* THE PROBLEM: For each line below, check whether "StoredCookie" is present. Report how many lines have it, nothing else.

* INPUT:
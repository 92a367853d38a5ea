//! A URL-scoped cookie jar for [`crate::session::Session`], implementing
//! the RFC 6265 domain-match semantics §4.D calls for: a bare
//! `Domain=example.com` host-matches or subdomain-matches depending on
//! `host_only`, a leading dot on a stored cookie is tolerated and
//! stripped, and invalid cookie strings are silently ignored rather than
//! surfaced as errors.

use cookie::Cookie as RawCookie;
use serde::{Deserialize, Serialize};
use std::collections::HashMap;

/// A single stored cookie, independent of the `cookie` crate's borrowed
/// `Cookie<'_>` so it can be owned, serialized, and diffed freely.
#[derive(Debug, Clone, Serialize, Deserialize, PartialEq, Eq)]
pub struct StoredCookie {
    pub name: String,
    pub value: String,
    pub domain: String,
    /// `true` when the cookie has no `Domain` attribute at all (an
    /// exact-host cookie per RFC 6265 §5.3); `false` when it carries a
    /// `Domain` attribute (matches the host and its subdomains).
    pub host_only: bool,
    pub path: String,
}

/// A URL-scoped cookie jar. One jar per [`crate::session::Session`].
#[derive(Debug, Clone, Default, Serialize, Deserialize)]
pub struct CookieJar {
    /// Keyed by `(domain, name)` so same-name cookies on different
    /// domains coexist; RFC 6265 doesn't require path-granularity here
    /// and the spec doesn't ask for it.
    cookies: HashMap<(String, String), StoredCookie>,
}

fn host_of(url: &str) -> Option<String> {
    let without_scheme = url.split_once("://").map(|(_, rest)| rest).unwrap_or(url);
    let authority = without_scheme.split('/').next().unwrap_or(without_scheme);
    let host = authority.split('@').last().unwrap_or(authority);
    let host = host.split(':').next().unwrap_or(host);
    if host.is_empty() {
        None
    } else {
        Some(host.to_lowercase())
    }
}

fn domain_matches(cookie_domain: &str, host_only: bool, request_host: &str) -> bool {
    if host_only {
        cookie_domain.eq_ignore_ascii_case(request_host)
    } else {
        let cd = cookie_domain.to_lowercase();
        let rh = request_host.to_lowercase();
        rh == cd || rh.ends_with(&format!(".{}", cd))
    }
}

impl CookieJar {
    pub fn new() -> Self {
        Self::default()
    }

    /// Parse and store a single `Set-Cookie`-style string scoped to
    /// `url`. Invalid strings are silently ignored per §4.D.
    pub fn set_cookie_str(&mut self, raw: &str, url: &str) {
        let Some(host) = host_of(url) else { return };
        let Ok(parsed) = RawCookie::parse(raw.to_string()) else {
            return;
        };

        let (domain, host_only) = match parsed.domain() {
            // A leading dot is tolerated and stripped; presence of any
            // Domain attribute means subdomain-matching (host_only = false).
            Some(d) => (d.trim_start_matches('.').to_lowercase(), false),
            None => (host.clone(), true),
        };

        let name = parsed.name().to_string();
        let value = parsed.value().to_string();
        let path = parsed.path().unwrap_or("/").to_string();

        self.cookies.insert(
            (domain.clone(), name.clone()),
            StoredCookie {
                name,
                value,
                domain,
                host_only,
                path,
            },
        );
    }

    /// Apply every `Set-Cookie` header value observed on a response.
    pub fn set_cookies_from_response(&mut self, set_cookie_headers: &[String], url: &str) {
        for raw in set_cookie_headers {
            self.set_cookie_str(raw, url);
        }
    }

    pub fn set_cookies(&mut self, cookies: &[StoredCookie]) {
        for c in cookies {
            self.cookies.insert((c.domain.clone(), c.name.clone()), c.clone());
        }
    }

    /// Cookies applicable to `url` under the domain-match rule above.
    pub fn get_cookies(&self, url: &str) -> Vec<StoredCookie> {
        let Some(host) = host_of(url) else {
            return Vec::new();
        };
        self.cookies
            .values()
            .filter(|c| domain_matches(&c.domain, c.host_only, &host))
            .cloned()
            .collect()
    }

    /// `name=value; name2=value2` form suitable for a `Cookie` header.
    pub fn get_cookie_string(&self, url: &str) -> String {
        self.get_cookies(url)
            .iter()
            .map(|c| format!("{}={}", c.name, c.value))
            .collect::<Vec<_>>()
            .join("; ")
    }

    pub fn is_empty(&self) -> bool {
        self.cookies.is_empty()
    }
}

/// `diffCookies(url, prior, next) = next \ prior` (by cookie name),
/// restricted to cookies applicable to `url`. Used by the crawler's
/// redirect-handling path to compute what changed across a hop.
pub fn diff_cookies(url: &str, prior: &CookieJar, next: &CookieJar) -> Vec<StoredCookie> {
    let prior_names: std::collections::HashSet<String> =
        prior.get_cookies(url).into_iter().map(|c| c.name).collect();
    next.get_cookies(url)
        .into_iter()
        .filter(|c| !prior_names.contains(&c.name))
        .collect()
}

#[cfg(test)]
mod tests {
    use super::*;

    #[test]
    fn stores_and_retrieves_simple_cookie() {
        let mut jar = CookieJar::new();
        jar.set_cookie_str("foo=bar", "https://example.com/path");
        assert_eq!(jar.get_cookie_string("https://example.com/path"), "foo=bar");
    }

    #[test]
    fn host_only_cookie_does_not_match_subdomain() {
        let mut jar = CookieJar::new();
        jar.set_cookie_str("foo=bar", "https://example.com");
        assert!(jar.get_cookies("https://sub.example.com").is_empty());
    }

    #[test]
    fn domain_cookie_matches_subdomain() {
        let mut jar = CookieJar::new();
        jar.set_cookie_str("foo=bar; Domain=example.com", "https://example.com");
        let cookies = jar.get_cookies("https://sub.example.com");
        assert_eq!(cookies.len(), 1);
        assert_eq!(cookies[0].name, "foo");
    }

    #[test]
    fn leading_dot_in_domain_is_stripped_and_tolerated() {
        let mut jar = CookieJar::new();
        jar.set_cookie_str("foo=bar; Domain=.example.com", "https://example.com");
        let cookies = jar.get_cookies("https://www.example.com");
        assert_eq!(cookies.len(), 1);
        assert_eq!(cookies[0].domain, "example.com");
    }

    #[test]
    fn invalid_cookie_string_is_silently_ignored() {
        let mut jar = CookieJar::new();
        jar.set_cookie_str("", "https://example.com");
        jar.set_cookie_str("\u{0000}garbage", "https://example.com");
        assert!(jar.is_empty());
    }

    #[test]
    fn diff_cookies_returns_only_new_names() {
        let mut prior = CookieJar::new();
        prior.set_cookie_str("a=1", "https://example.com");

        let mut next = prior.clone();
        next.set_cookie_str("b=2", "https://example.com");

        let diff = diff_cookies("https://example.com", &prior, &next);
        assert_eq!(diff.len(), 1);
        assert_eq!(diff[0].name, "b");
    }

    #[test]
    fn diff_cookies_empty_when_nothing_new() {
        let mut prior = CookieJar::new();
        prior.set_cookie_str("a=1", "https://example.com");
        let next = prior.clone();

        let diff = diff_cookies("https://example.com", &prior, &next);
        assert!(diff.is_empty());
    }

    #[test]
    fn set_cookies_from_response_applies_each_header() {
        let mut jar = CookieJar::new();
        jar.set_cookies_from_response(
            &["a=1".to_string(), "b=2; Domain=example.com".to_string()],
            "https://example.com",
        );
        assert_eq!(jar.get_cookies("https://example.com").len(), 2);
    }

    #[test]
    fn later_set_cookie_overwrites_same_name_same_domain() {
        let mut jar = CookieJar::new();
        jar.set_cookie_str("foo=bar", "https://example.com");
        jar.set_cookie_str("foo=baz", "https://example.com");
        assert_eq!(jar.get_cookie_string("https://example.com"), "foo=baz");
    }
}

* RESPONSE: 6